When a line below contains the word "CategoryNotFound", copy that line.

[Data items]
○ ○ ○ ○ ○ ○ ○

//! Item description file parsing
//!
//! Each item directory may carry a small description file laid out by line:
//!
//! ```text
//! TITLE: Sample One
//! KEYWORDS: demo, test
//! DESCRIPTION: First line of the description.
//! More description, <strong>markup</strong> allowed.
//!
//! Anything after the first blank line is ignored.
//! ```
//!
//! Lines that do not match fall back to defaults for that field.

use std::fs::{self, OpenOptions};
use std::io::Write;
use std::path::Path;

use serde::{Deserialize, Serialize};

use crate::config::ArchiveConfig;
use crate::error::{Result, ShelfError};

/// Metadata read from an item's description file
#[derive(Debug, Clone, PartialEq, Eq, Serialize, Deserialize)]
pub struct ItemInfo {
    pub title: String,
    pub keywords: Vec<String>,
    pub description: String,
}

impl ItemInfo {
    /// Defaults for an item without a usable description file
    pub fn defaults(title: impl Into<String>) -> Self {
        Self {
            title: title.into(),
            keywords: Vec::new(),
            description: String::new(),
        }
    }
}

/// Title used when the description file has none: the directory name with
/// its first character upper-cased.
pub fn default_title(dir: &Path) -> String {
    let name = dir
        .file_name()
        .map(|n| n.to_string_lossy().into_owned())
        .unwrap_or_default();

    let mut chars = name.chars();
    match chars.next() {
        Some(first) => first.to_uppercase().chain(chars).collect(),
        None => "Untitled".to_string(),
    }
}

/// Read the metadata for one item directory.
///
/// A missing description file is created from a placeholder template when
/// `create_missing_readme` is set; the defaults are returned either way.
pub fn read_item_info(dir: &Path, config: &ArchiveConfig) -> Result<ItemInfo> {
    let title = default_title(dir);
    let file = dir.join(&config.readme);

    if !file.exists() {
        if config.create_missing_readme {
            write_placeholder(&file, &title);
        }
        return Ok(ItemInfo::defaults(title));
    }

    let bytes = fs::read(&file).map_err(|e| ShelfError::unreadable(&file, e))?;
    Ok(parse_info(&String::from_utf8_lossy(&bytes), &title))
}

/// Parse description file contents positionally.
pub fn parse_info(contents: &str, default_title: &str) -> ItemInfo {
    let lines: Vec<&str> = contents.lines().collect();
    let line = |i: usize| lines.get(i).copied().unwrap_or_default();

    let title = field(line(0), "TITLE:")
        .map(str::trim)
        .filter(|t| !t.is_empty())
        .unwrap_or(default_title)
        .to_string();

    let keywords = field(line(1), "KEYWORDS:")
        .map(|list| {
            list.split(',')
                .map(str::trim)
                .filter(|k| !k.is_empty())
                .map(String::from)
                .collect()
        })
        .unwrap_or_default();

    let description = match field(line(2), "DESCRIPTION:") {
        Some(first) => {
            let mut parts = vec![first];
            parts.extend(
                lines
                    .iter()
                    .skip(3)
                    .take_while(|l| !l.trim().is_empty())
                    .copied(),
            );
            parts.join("\n").trim().to_string()
        }
        None => String::new(),
    };

    ItemInfo {
        title,
        keywords,
        description,
    }
}

/// Value after `<LABEL>: `, if the line carries that label.
fn field<'a>(line: &'a str, label: &str) -> Option<&'a str> {
    line.strip_prefix(label)?
        .strip_prefix(|c: char| c.is_whitespace())
}

/// Placeholder written for items without a description file.
///
/// Parsing it back yields the same defaults as a missing file.
fn placeholder(title: &str) -> String {
    format!(
        "TITLE: {title}\n\
         KEYWORDS: \n\
         DESCRIPTION: \n\
         \n\
         Instructions\n\
         \n\
         The first three lines above MUST keep their labels in capitals followed by a space.\n\
         TITLE and KEYWORDS stay on one line; separate keywords with commas.\n\
         The DESCRIPTION may span several lines (markup is allowed) and ends at the first blank line.\n"
    )
}

fn write_placeholder(file: &Path, title: &str) {
    let result = OpenOptions::new()
        .write(true)
        .create_new(true)
        .open(file)
        .and_then(|mut f| f.write_all(placeholder(title).as_bytes()));

    match result {
        Ok(()) => tracing::debug!(path = %file.display(), "Created placeholder description"),
        Err(e) => tracing::warn!("Could not create {}: {}", file.display(), e),
    }
}
use std::path::PathBuf;

use thiserror::Error;

/// Result type alias for codeshelf operations
pub type Result<T> = std::result::Result<T, ShelfError>;

/// Errors that can occur while browsing the archive
#[derive(Error, Debug)]
pub enum ShelfError {
    /// Configuration error
    #[error("Configuration error: {0}")]
    Config(String),

    /// Archive root directory is missing
    #[error("Archive root not found: {}", .0.display())]
    ArchiveRootNotFound(PathBuf),

    /// Category directory is missing
    #[error("Category not found: {0}")]
    CategoryNotFound(String),

    /// Item directory is missing
    #[error("Item not found: {category}/{item}")]
    ItemNotFound { category: String, item: String },

    /// File inside an item is missing
    #[error("File not found: {0}")]
    FileNotFound(String),

    /// File exists but could not be read
    #[error("Cannot read {}: {source}", path.display())]
    Unreadable {
        path: PathBuf,
        #[source]
        source: std::io::Error,
    },

    /// Cache file parsed but failed validation
    #[error("Invalid snapshot: {0}")]
    InvalidSnapshot(String),

    /// Could not acquire the cache rebuild lock
    #[error("Failed to lock cache at {}: {source}", path.display())]
    CacheLock {
        path: PathBuf,
        #[source]
        source: std::io::Error,
    },

    /// JSON (de)serialization error
    #[error("Failed to process JSON: {0}")]
    Json(#[from] serde_json::Error),

    /// TOML parsing error
    #[error("Failed to parse config file: {0}")]
    Toml(#[from] toml::de::Error),

    /// TOML serialization error
    #[error("Failed to write config file: {0}")]
    TomlSerialize(#[from] toml::ser::Error),

    /// IO error
    #[error("IO error: {0}")]
    Io(#[from] std::io::Error),

    /// Invalid argument
    #[error("Invalid argument: {0}")]
    InvalidArgument(String),

    /// Environment variable error
    #[error("Environment error: {0}")]
    Env(#[from] std::env::VarError),
}

impl ShelfError {
    /// Create an unreadable-file error for the given path
    pub fn unreadable(path: impl Into<PathBuf>, source: std::io::Error) -> Self {
        Self::Unreadable {
            path: path.into(),
            source,
        }
    }

    /// Create an item-not-found error
    pub fn item_not_found(category: impl Into<String>, item: impl Into<String>) -> Self {
        Self::ItemNotFound {
            category: category.into(),
            item: item.into(),
        }
    }

    /// Whether this error means a requested category, item or file is missing
    pub fn is_not_found(&self) -> bool {
        matches!(
            self,
            Self::ArchiveRootNotFound(_)
                | Self::CategoryNotFound(_)
                | Self::ItemNotFound { .. }
                | Self::FileNotFound(_)
        )
    }

    /// Process exit code for this error
    pub fn exit_code(&self) -> i32 {
        match self {
            _ if self.is_not_found() => 3,
            Self::Unreadable { .. } => 4,
            Self::InvalidArgument(_) => 2,
            _ => 1,
        }
    }
}
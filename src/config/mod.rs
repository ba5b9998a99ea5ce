//! Configuration loading and on-disk locations

mod paths;
mod settings;

pub use paths::Paths;
pub use settings::{ArchiveConfig, CacheConfig, Config, OutputConfig, CONFIG_KEYS, DEFAULT_TTL_SECS};
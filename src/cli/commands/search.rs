use crate::cache::SnapshotCache;
use crate::cli::args::{KeywordArgs, OutputFormat, SearchArgs};
use crate::config::Config;
use crate::error::Result;
use crate::output;
use crate::search::{SearchEngine, SearchFields, SearchQuery};

/// Handle the search command
pub fn search(config: &Config, args: &SearchArgs, format: OutputFormat) -> Result<String> {
    let query = SearchQuery::new(args.phrase.trim())
        .case_sensitive(args.case_sensitive)
        .with_fields(SearchFields {
            title: !args.no_title,
            keywords: !args.no_keywords,
            description: !args.no_description,
        });
    run(config, &query, format)
}

/// Handle the keyword command
pub fn keyword(config: &Config, args: &KeywordArgs, format: OutputFormat) -> Result<String> {
    run(config, &SearchQuery::keyword(args.keyword.trim()), format)
}

fn run(config: &Config, query: &SearchQuery, format: OutputFormat) -> Result<String> {
    let cache = SnapshotCache::new(config);
    let results = SearchEngine::new(&cache).search(query)?;
    output::format_search(&query.phrase, &results, format)
}
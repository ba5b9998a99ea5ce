pub mod json;
pub mod pretty;

use crate::archive::{FileContents, ItemListing, ItemView};
use crate::cache::CacheStatus;
use crate::cli::OutputFormat;
use crate::error::Result;
use crate::search::SearchResults;

/// Format the category list based on output format
pub fn format_categories(categories: &[String], format: OutputFormat) -> Result<String> {
    match format {
        OutputFormat::Pretty => Ok(pretty::format_categories(categories)),
        OutputFormat::Json => json::format_json(categories),
    }
}

/// Format an item listing based on output format
pub fn format_listing(listing: &ItemListing, format: OutputFormat) -> Result<String> {
    match format {
        OutputFormat::Pretty => Ok(pretty::format_listing(listing)),
        OutputFormat::Json => json::format_json(listing),
    }
}

/// Format a single item view based on output format
pub fn format_item_view(view: &ItemView, format: OutputFormat) -> Result<String> {
    match format {
        OutputFormat::Pretty => Ok(pretty::format_item_view(view)),
        OutputFormat::Json => json::format_json(view),
    }
}

/// Format file contents based on output format.
///
/// Pretty output prints the raw contents so they can be piped.
pub fn format_file(file: &FileContents, format: OutputFormat) -> Result<String> {
    match format {
        OutputFormat::Pretty => Ok(file.contents.trim_end_matches('\n').to_string()),
        OutputFormat::Json => json::format_json(file),
    }
}

/// Format search results based on output format
pub fn format_search(phrase: &str, results: &SearchResults, format: OutputFormat) -> Result<String> {
    match format {
        OutputFormat::Pretty => Ok(pretty::format_search(phrase, results)),
        OutputFormat::Json => json::format_json(results),
    }
}

/// Format the cache status based on output format
pub fn format_cache_status(status: &CacheStatus, format: OutputFormat) -> Result<String> {
    match format {
        OutputFormat::Pretty => Ok(pretty::format_cache_status(status)),
        OutputFormat::Json => json::format_json(status),
    }
}
pub mod args;
pub mod commands;

pub use args::{Cli, Commands, OutputFormat};
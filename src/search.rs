//! Substring search over the snapshot cache

use std::collections::BTreeMap;

use serde::{Deserialize, Serialize};

use crate::cache::{ItemRecord, Snapshot, SnapshotCache};
use crate::error::Result;

/// Matched records keyed by category, then by item
pub type SearchResults = BTreeMap<String, BTreeMap<String, ItemRecord>>;

/// Which record fields a search looks at
#[derive(Debug, Clone, Copy, PartialEq, Eq, Serialize, Deserialize)]
pub struct SearchFields {
    pub title: bool,
    pub keywords: bool,
    pub description: bool,
}

impl Default for SearchFields {
    fn default() -> Self {
        Self {
            title: true,
            keywords: true,
            description: true,
        }
    }
}

/// A search phrase with its options
#[derive(Debug, Clone, PartialEq, Eq)]
pub struct SearchQuery {
    pub phrase: String,
    pub case_sensitive: bool,
    pub fields: SearchFields,
}

impl SearchQuery {
    /// Case-insensitive search over every field
    pub fn new(phrase: impl Into<String>) -> Self {
        Self {
            phrase: phrase.into(),
            case_sensitive: false,
            fields: SearchFields::default(),
        }
    }

    /// Search restricted to keywords
    pub fn keyword(keyword: impl Into<String>) -> Self {
        Self::new(keyword).with_fields(SearchFields {
            title: false,
            keywords: true,
            description: false,
        })
    }

    pub fn case_sensitive(mut self, case_sensitive: bool) -> Self {
        self.case_sensitive = case_sensitive;
        self
    }

    pub fn with_fields(mut self, fields: SearchFields) -> Self {
        self.fields = fields;
        self
    }

    fn matches(&self, needle: &str, haystack: &str) -> bool {
        if self.case_sensitive {
            haystack.contains(needle)
        } else {
            haystack.to_lowercase().contains(needle)
        }
    }

    /// Whether any enabled field of the record contains the phrase
    pub fn matches_record(&self, record: &ItemRecord) -> bool {
        let phrase = self.phrase.trim();
        let needle = if self.case_sensitive {
            phrase.to_string()
        } else {
            phrase.to_lowercase()
        };

        (self.fields.title && self.matches(&needle, &record.title))
            || (self.fields.keywords && record.keywords.iter().any(|k| self.matches(&needle, k)))
            || (self.fields.description && self.matches(&needle, &record.description))
    }
}

/// Run a query against an already loaded snapshot.
///
/// An empty phrase matches nothing.
pub fn search_snapshot(snapshot: &Snapshot, query: &SearchQuery) -> SearchResults {
    let mut results = SearchResults::new();
    if query.phrase.trim().is_empty() {
        return results;
    }

    for record in snapshot.records.iter().filter(|r| query.matches_record(r)) {
        results
            .entry(record.category.clone())
            .or_default()
            .insert(record.script.clone(), record.clone());
    }
    results
}

/// Search engine reading through the snapshot cache
pub struct SearchEngine<'a> {
    cache: &'a SnapshotCache,
}

impl<'a> SearchEngine<'a> {
    pub fn new(cache: &'a SnapshotCache) -> Self {
        Self { cache }
    }

    /// Load the current snapshot (rebuilding it if expired) and search it
    pub fn search(&self, query: &SearchQuery) -> Result<SearchResults> {
        let snapshot = self.cache.get_snapshot()?;
        let results = search_snapshot(&snapshot, query);
        tracing::debug!(
            phrase = %query.phrase,
            categories = results.len(),
            "Search finished"
        );
        Ok(results)
    }
}

/// Number of records across all categories
pub fn result_count(results: &SearchResults) -> usize {
    results.values().map(BTreeMap::len).sum()
}
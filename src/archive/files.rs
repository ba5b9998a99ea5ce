//! Browsing, viewing and downloading the files of a single item

use std::fs;
use std::path::{Component, Path, PathBuf};

use serde::Serialize;

use super::metadata::{read_item_info, ItemInfo};
use super::scanner::Archive;
use crate::config::ArchiveConfig;
use crate::error::{Result, ShelfError};

/// Kind of a directory entry
#[derive(Debug, Clone, Copy, PartialEq, Eq, Serialize)]
#[serde(rename_all = "lowercase")]
pub enum EntryKind {
    File,
    Directory,
}

/// One entry of an item directory listing
#[derive(Debug, Clone, PartialEq, Eq, Serialize)]
pub struct DirEntry {
    pub name: String,
    pub kind: EntryKind,
    /// Size in bytes, files only
    #[serde(skip_serializing_if = "Option::is_none")]
    pub size: Option<u64>,
}

/// Contents of one file within an item
#[derive(Debug, Clone, PartialEq, Eq, Serialize)]
pub struct FileContents {
    /// Path relative to the item directory, `/`-separated
    pub path: String,
    pub size: u64,
    pub contents: String,
}

/// Full view of one item: metadata, a directory listing and optionally a file
#[derive(Debug, Clone, Serialize)]
pub struct ItemView {
    pub category: String,
    pub script: String,
    #[serde(flatten)]
    pub info: ItemInfo,
    /// Sub-directory being listed, relative to the item, `/`-separated
    pub subpath: String,
    pub entries: Vec<DirEntry>,
    #[serde(skip_serializing_if = "Option::is_none")]
    pub file: Option<FileContents>,
}

/// View an item, optionally descending into `subpath`.
///
/// A `subpath` naming a directory lists that directory. One naming a file
/// lists the file's parent directory and attaches the file's contents.
pub fn view_item(
    archive: &Archive,
    category: &str,
    script: &str,
    subpath: Option<&str>,
    config: &ArchiveConfig,
) -> Result<ItemView> {
    let item_dir = archive.item_dir(category, script)?;
    let info = read_item_info(&item_dir, config)?;

    let rel = match subpath {
        Some(p) => relative_path(p)?,
        None => PathBuf::new(),
    };
    let target = item_dir.join(&rel);

    let (listed, file) = if target.is_dir() {
        (rel, None)
    } else if target.is_file() {
        let parent = rel.parent().map(Path::to_path_buf).unwrap_or_default();
        (parent, Some(load_file(&target, &rel)?))
    } else {
        return Err(ShelfError::FileNotFound(display_rel(&rel)));
    };

    Ok(ItemView {
        category: category.to_string(),
        script: script.to_string(),
        info,
        subpath: display_rel(&listed),
        entries: list_entries(&item_dir.join(&listed))?,
        file,
    })
}

/// Read one file of an item
pub fn read_file(
    archive: &Archive,
    category: &str,
    script: &str,
    path: &str,
) -> Result<FileContents> {
    let (full, rel) = resolve_file(archive, category, script, path)?;
    load_file(&full, &rel)
}

/// Copy one file of an item into `dest_dir`, returning the written path
pub fn download(
    archive: &Archive,
    category: &str,
    script: &str,
    path: &str,
    dest_dir: &Path,
    overwrite: bool,
) -> Result<PathBuf> {
    let (full, _) = resolve_file(archive, category, script, path)?;
    let name = full
        .file_name()
        .ok_or_else(|| ShelfError::FileNotFound(path.to_string()))?;

    if !dest_dir.is_dir() {
        return Err(ShelfError::InvalidArgument(format!(
            "destination is not a directory: {}",
            dest_dir.display()
        )));
    }

    let dest = dest_dir.join(name);
    if dest.exists() && !overwrite {
        return Err(ShelfError::InvalidArgument(format!(
            "{} already exists (use --force to overwrite)",
            dest.display()
        )));
    }

    fs::copy(&full, &dest)?;
    tracing::debug!(from = %full.display(), to = %dest.display(), "Downloaded file");
    Ok(dest)
}

fn resolve_file(
    archive: &Archive,
    category: &str,
    script: &str,
    path: &str,
) -> Result<(PathBuf, PathBuf)> {
    let item_dir = archive.item_dir(category, script)?;
    let rel = relative_path(path)?;
    let full = item_dir.join(&rel);
    if !full.is_file() {
        return Err(ShelfError::FileNotFound(display_rel(&rel)));
    }
    Ok((full, rel))
}

fn load_file(full: &Path, rel: &Path) -> Result<FileContents> {
    let bytes = fs::read(full).map_err(|e| ShelfError::unreadable(full, e))?;
    Ok(FileContents {
        path: display_rel(rel),
        size: bytes.len() as u64,
        contents: String::from_utf8_lossy(&bytes).into_owned(),
    })
}

/// Files first, then directories, each sorted by name
fn list_entries(dir: &Path) -> Result<Vec<DirEntry>> {
    let mut entries = Vec::new();
    for entry in fs::read_dir(dir)? {
        let entry = entry?;
        let metadata = entry.metadata()?;
        let (kind, size) = if metadata.is_dir() {
            (EntryKind::Directory, None)
        } else {
            (EntryKind::File, Some(metadata.len()))
        };
        entries.push(DirEntry {
            name: entry.file_name().to_string_lossy().into_owned(),
            kind,
            size,
        });
    }
    entries.sort_by(|a, b| {
        (a.kind == EntryKind::Directory, &a.name).cmp(&(b.kind == EntryKind::Directory, &b.name))
    });
    Ok(entries)
}

/// Validate a path relative to an item directory.
///
/// Only plain names are allowed; `..`, `.` and absolute paths are rejected.
fn relative_path(path: &str) -> Result<PathBuf> {
    let mut rel = PathBuf::new();
    for component in Path::new(path.trim_end_matches('/')).components() {
        match component {
            Component::Normal(part) => rel.push(part),
            _ => {
                return Err(ShelfError::InvalidArgument(format!(
                    "'{}' is not a valid path inside an item",
                    path
                )))
            }
        }
    }
    Ok(rel)
}

fn display_rel(rel: &Path) -> String {
    rel.components()
        .map(|c| c.as_os_str().to_string_lossy())
        .collect::<Vec<_>>()
        .join("/")
}

#[cfg(test)]
mod tests {
    use super::*;
    use tempfile::TempDir;

    fn make_item() -> (TempDir, Archive) {
        let temp_dir = TempDir::new().unwrap();
        let root = temp_dir.path().join("code");
        let item = root.join("php").join("sample1");
        fs::create_dir_all(item.join("lib").join("deep")).unwrap();
        fs::write(
            item.join("README.txt"),
            "TITLE: Sample One\nKEYWORDS: demo, test\nDESCRIPTION: A demo.\n\n",
        )
        .unwrap();
        fs::write(item.join("index.php"), "<?php echo 'hi';").unwrap();
        fs::write(item.join("lib").join("util.php"), "<?php // util").unwrap();
        (temp_dir, Archive::new(root))
    }

    // ─────────────────────────────────────────────────────────────────────────
    // view_item Tests
    // ─────────────────────────────────────────────────────────────────────────

    #[test]
    fn test_view_item_root() {
        let (_tmp, archive) = make_item();
        let view = view_item(&archive, "php", "sample1", None, &ArchiveConfig::default()).unwrap();

        assert_eq!(view.info.title, "Sample One");
        assert_eq!(view.subpath, "");
        let names: Vec<_> = view.entries.iter().map(|e| e.name.as_str()).collect();
        assert_eq!(names, vec!["README.txt", "index.php", "lib"]);
        assert_eq!(view.entries[2].kind, EntryKind::Directory);
        assert!(view.file.is_none());
    }

    #[test]
    fn test_view_item_subdirectory() {
        let (_tmp, archive) = make_item();
        let view = view_item(
            &archive,
            "php",
            "sample1",
            Some("lib/"),
            &ArchiveConfig::default(),
        )
        .unwrap();

        assert_eq!(view.subpath, "lib");
        let names: Vec<_> = view.entries.iter().map(|e| e.name.as_str()).collect();
        assert_eq!(names, vec!["util.php", "deep"]);
    }

    #[test]
    fn test_view_item_with_file() {
        let (_tmp, archive) = make_item();
        let view = view_item(
            &archive,
            "php",
            "sample1",
            Some("lib/util.php"),
            &ArchiveConfig::default(),
        )
        .unwrap();

        assert_eq!(view.subpath, "lib");
        let file = view.file.unwrap();
        assert_eq!(file.path, "lib/util.php");
        assert_eq!(file.contents, "<?php // util");
    }

    #[test]
    fn test_view_item_missing_path() {
        let (_tmp, archive) = make_item();
        let err = view_item(
            &archive,
            "php",
            "sample1",
            Some("nope.php"),
            &ArchiveConfig::default(),
        )
        .unwrap_err();
        assert!(matches!(err, ShelfError::FileNotFound(ref p) if p == "nope.php"));
    }

    #[test]
    fn test_view_item_missing_item() {
        let (_tmp, archive) = make_item();
        let err = view_item(&archive, "php", "ghost", None, &ArchiveConfig::default()).unwrap_err();
        assert!(matches!(err, ShelfError::ItemNotFound { .. }));
    }

    // ─────────────────────────────────────────────────────────────────────────
    // read_file Tests
    // ─────────────────────────────────────────────────────────────────────────

    #[test]
    fn test_read_file() {
        let (_tmp, archive) = make_item();
        let file = read_file(&archive, "php", "sample1", "index.php").unwrap();
        assert_eq!(file.contents, "<?php echo 'hi';");
        assert_eq!(file.size, 16);
    }

    #[test]
    fn test_read_file_rejects_escape() {
        let (_tmp, archive) = make_item();
        let err = read_file(&archive, "php", "sample1", "../../secret").unwrap_err();
        assert!(matches!(err, ShelfError::InvalidArgument(_)));
    }

    #[test]
    fn test_read_file_directory_is_not_a_file() {
        let (_tmp, archive) = make_item();
        let err = read_file(&archive, "php", "sample1", "lib").unwrap_err();
        assert!(matches!(err, ShelfError::FileNotFound(_)));
    }

    // ─────────────────────────────────────────────────────────────────────────
    // download Tests
    // ─────────────────────────────────────────────────────────────────────────

    #[test]
    fn test_download_copies_file() {
        let (tmp, archive) = make_item();
        let dest = tmp.path().join("out");
        fs::create_dir_all(&dest).unwrap();

        let written = download(&archive, "php", "sample1", "lib/util.php", &dest, false).unwrap();
        assert_eq!(written, dest.join("util.php"));
        assert_eq!(fs::read_to_string(&written).unwrap(), "<?php // util");
    }

    #[test]
    fn test_download_refuses_overwrite() {
        let (tmp, archive) = make_item();
        let dest = tmp.path().join("out");
        fs::create_dir_all(&dest).unwrap();
        fs::write(dest.join("index.php"), "old").unwrap();

        assert!(download(&archive, "php", "sample1", "index.php", &dest, false).is_err());
        download(&archive, "php", "sample1", "index.php", &dest, true).unwrap();
        assert_eq!(
            fs::read_to_string(dest.join("index.php")).unwrap(),
            "<?php echo 'hi';"
        );
    }

    #[test]
    fn test_relative_path() {
        assert_eq!(relative_path("a/b/").unwrap(), PathBuf::from("a/b"));
        assert_eq!(relative_path("").unwrap(), PathBuf::new());
        assert!(relative_path("/etc/passwd").is_err());
        assert!(relative_path("a/../b").is_err());
    }
}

○ ○ ○ ○ ○ ○ ○

▶ [WORKED SOLUTION]:
    CategoryNotFound(String),
                | Self::CategoryNotFound(_)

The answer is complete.